Perhaps they are Band Tailed Pigeons .. do they have yellow legs and feet?

Terry


----------



## xxmoxiexx (Oct 2, 2006)

Yes, PP, that was a very generous offer from Ferdabrds! I sent her my info, and think i'll splint like you suggested until then! 
Thats why I said i have met some of the nicest people on this site, everyone here is for the pigeons, whether it's helping one you found yourself, or one a new member found in Canada, everyone does their part. Usually, with rescue places, an animal in a different shelter is out of sight, out of mind. So if a different shelter needs help with an animal, there isnt many other places rushing to the rescue. Maybe not all, but the few i have been at. Granted, cats, digs, ferrets, bunnies, etc.
So, that said, i just appreciate all the help everyone has given to ME with the pieons i have found! I know that every single one would be dead if there wasnt this site to refer to, and the generous nature of everyone here too!
My first bird, Reti AND Pidgey sent me meds/supplies, everything i would need. Pidgey even sent me a few dollars in case i would need anything else after the fact. Well, that bird didnt make it, and both Reti and Pidgey said to keep the supplies, everything, just put it to use someday, and that show of kindness made me DETERMINED to find another hurt pigeon and help it.


----------



## Pidgey (May 20, 2005)

And you've been very _busy_ ever since...

Pidgey


----------



## xxmoxiexx (Oct 2, 2006)

yes Dad, i have been, thanks to you! LOL!!


----------



## Ferdabrds (Dec 21, 2007)

*Splints*

Hello xxmoxiexx,

I put a couple of SAM finger Splints in the US mail for you today... given the time of year, I don't know how long it will take to get there.

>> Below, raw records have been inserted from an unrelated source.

use crate::compactsize::{
    encode_compact_size, encode_prefixed_bytes, read_compact_size, read_prefixed_bytes,
};
use crate::error::{ConsensusError, ErrorCode};
use crate::hash::sha256d;
use crate::merkle::merkle_root_txids;
use crate::script::TaggedScript;
use crate::wire_read::Reader;

pub const BLOCK_HEADER_BYTES: usize = 80;

#[derive(Clone, Copy, Debug, Default, PartialEq, Eq)]
pub struct OutPoint {
    pub hash: [u8; 32],
    pub index: u32,
}

impl OutPoint {
    pub const fn null() -> Self {
        Self {
            hash: [0u8; 32],
            index: u32::MAX,
        }
    }

    pub fn is_null(&self) -> bool {
        self.hash == [0u8; 32] && self.index == u32::MAX
    }
}

#[derive(Clone, Debug, PartialEq, Eq)]
pub struct TxIn {
    pub prevout: OutPoint,
    pub script_sig: Vec<u8>,
    pub sequence: u32,
}

#[derive(Clone, Debug, PartialEq, Eq)]
pub struct TxOut {
    pub value: i64,
    pub script_pubkey: TaggedScript,
}

#[derive(Clone, Debug, PartialEq, Eq)]
pub struct Transaction {
    pub version: i32,
    pub inputs: Vec<TxIn>,
    pub outputs: Vec<TxOut>,
    pub lock_time: u32,
}

impl Transaction {
    pub fn is_coinbase(&self) -> bool {
        self.inputs.len() == 1 && self.inputs[0].prevout.is_null()
    }

    pub fn serialize(&self) -> Vec<u8> {
        let mut out = Vec::new();
        out.extend_from_slice(&self.version.to_le_bytes());
        encode_compact_size(self.inputs.len() as u64, &mut out);
        for input in &self.inputs {
            out.extend_from_slice(&input.prevout.hash);
            out.extend_from_slice(&input.prevout.index.to_le_bytes());
            encode_prefixed_bytes(&input.script_sig, &mut out);
            out.extend_from_slice(&input.sequence.to_le_bytes());
        }
        encode_compact_size(self.outputs.len() as u64, &mut out);
        for output in &self.outputs {
            out.extend_from_slice(&output.value.to_le_bytes());
            output.script_pubkey.encode_to(&mut out);
        }
        out.extend_from_slice(&self.lock_time.to_le_bytes());
        out
    }

    pub fn parse(b: &[u8]) -> Result<Self, ConsensusError> {
        let mut r = Reader::new(b);
        let tx = Self::parse_from(&mut r)?;
        r.finish()?;
        Ok(tx)
    }

    pub(crate) fn parse_from(r: &mut Reader<'_>) -> Result<Self, ConsensusError> {
        let version = r.read_i32_le()?;

        let (input_count, _) = read_compact_size(r)?;
        let input_count = checked_count(input_count, r.remaining())?;
        let mut inputs = Vec::with_capacity(input_count);
        for _ in 0..input_count {
            let hash = r.read_array()?;
            let index = r.read_u32_le()?;
            let script_sig = read_prefixed_bytes(r)?.to_vec();
            let sequence = r.read_u32_le()?;
            inputs.push(TxIn {
                prevout: OutPoint { hash, index },
                script_sig,
                sequence,
            });
        }

        let (output_count, _) = read_compact_size(r)?;
        let output_count = checked_count(output_count, r.remaining())?;
        let mut outputs = Vec::with_capacity(output_count);
        for _ in 0..output_count {
            let value = r.read_i64_le()?;
            let script_pubkey = TaggedScript::decode_from(r)?;
            outputs.push(TxOut {
                value,
                script_pubkey,
            });
        }

        let lock_time = r.read_u32_le()?;
        Ok(Self {
            version,
            inputs,
            outputs,
            lock_time,
        })
    }

    pub fn txid(&self) -> [u8; 32] {
        sha256d(&self.serialize())
    }
}

// Every element takes at least one byte, so a count larger than the rest of
// the buffer cannot be satisfied.
fn checked_count(n: u64, remaining: usize) -> Result<usize, ConsensusError> {
    if n > remaining as u64 {
        return Err(ConsensusError::new(
            ErrorCode::WireErrEof,
            "element count exceeds input",
        ));
    }
    Ok(n as usize)
}

#[derive(Clone, Copy, Debug, Default, PartialEq, Eq)]
pub struct BlockHeader {
    pub version: i32,
    pub prev_block_hash: [u8; 32],
    pub merkle_root: [u8; 32],
    pub time: u32,
    pub bits: u32,
    pub nonce: u32,
}

impl BlockHeader {
    pub fn to_bytes(&self) -> [u8; BLOCK_HEADER_BYTES] {
        let mut out = [0u8; BLOCK_HEADER_BYTES];
        out[0..4].copy_from_slice(&self.version.to_le_bytes());
        out[4..36].copy_from_slice(&self.prev_block_hash);
        out[36..68].copy_from_slice(&self.merkle_root);
        out[68..72].copy_from_slice(&self.time.to_le_bytes());
        out[72..76].copy_from_slice(&self.bits.to_le_bytes());
        out[76..80].copy_from_slice(&self.nonce.to_le_bytes());
        out
    }

    pub fn hash(&self) -> [u8; 32] {
        sha256d(&self.to_bytes())
    }
}

pub fn parse_block_header_bytes(b: &[u8]) -> Result<BlockHeader, ConsensusError> {
    if b.len() != BLOCK_HEADER_BYTES {
        return Err(ConsensusError::new(
            ErrorCode::WireErrEof,
            "block header length mismatch",
        ));
    }
    let mut r = Reader::new(b);
    let version = r.read_i32_le()?;
    let prev_block_hash = r.read_array()?;
    let merkle_root = r.read_array()?;
    let time = r.read_u32_le()?;
    let bits = r.read_u32_le()?;
    let nonce = r.read_u32_le()?;

    Ok(BlockHeader {
        version,
        prev_block_hash,
        merkle_root,
        time,
        bits,
        nonce,
    })
}

#[derive(Clone, Debug, PartialEq, Eq)]
pub struct Block {
    pub header: BlockHeader,
    pub txs: Vec<Transaction>,
}

impl Block {
    pub fn hash(&self) -> [u8; 32] {
        self.header.hash()
    }

    pub fn compute_merkle_root(&self) -> [u8; 32] {
        let txids: Vec<[u8; 32]> = self.txs.iter().map(Transaction::txid).collect();
        merkle_root_txids(&txids)
    }

    pub fn serialize(&self) -> Vec<u8> {
        let mut out = self.header.to_bytes().to_vec();
        encode_compact_size(self.txs.len() as u64, &mut out);
        for tx in &self.txs {
            out.extend_from_slice(&tx.serialize());
        }
        out
    }

    pub fn parse(b: &[u8]) -> Result<Self, ConsensusError> {
        if b.len() < BLOCK_HEADER_BYTES {
            return Err(ConsensusError::new(
                ErrorCode::WireErrEof,
                "block shorter than header",
            ));
        }
        let header = parse_block_header_bytes(&b[..BLOCK_HEADER_BYTES])?;
        let mut r = Reader::new(&b[BLOCK_HEADER_BYTES..]);
        let (tx_count, _) = read_compact_size(&mut r)?;
        let tx_count = checked_count(tx_count, r.remaining())?;
        let mut txs = Vec::with_capacity(tx_count);
        for _ in 0..tx_count {
            txs.push(Transaction::parse_from(&mut r)?);
        }
        r.finish()?;
        Ok(Self { header, txs })
    }
}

Please familiarize yourself with their use first. You can go to this document for good instructions. It's all about humans, but the principles are the same.

I hope this does some good for that - or some other - hurt animal.

Merry Christmas!

- Jorian

Rescue Essentials


----------



## Ferdabrds (Dec 21, 2007)

*Hats off to all of you!*

PP et al,

Y'all are GOOD! I went back to my reference books, and finally found those birds in my five hundred pound Audubon Encyclopedia. But still can't believe it.

You were right, PP, they are called ringed turtle doves... BUT - they can't possibly be truly wild birds. The book says they were a species domesticated out of African stock, and that there are now "wild" breeding populations in Los Angeles and St Petersburg FL. 

Well - I'm nowhere near either place, and our climate is far more harsh. There are no reports listed with Audubon of any wild ones in this region. Maybe someone is "keeping" them somewhere nearby, and they just come over to visit and clean up around the seed feeders? They certainly answer to all the descriptions, and match the color plate. Slightly larger and quite a bit paler than your standard issue mourning dove, sandy colored with a thin dark ring on the neck, most prominent in the back. Sort of a long, rounded tail with lighter corners and a thinner build than most pigeons. I'll try to get a snapshot when I see them again.

This is an awesome site, folks. I'm gonna just take my time reading threads and learning from you for a while. 

And NO - (there are no coincidences) it was no accident that I showed up here after you posted the link to rescue-essentials. Several people clicked that link, which caused Pigeon Talk to show up in a Google report on referring sites. So I backtracked out of sheer curiosity (it's not like RE always has a lot to do with pigeons, after all!) and found this thread. And reading the subject matter made me heartsick enough to want to get involved.

It's good to know there are so many people out there who share my weakness for innocent critters. 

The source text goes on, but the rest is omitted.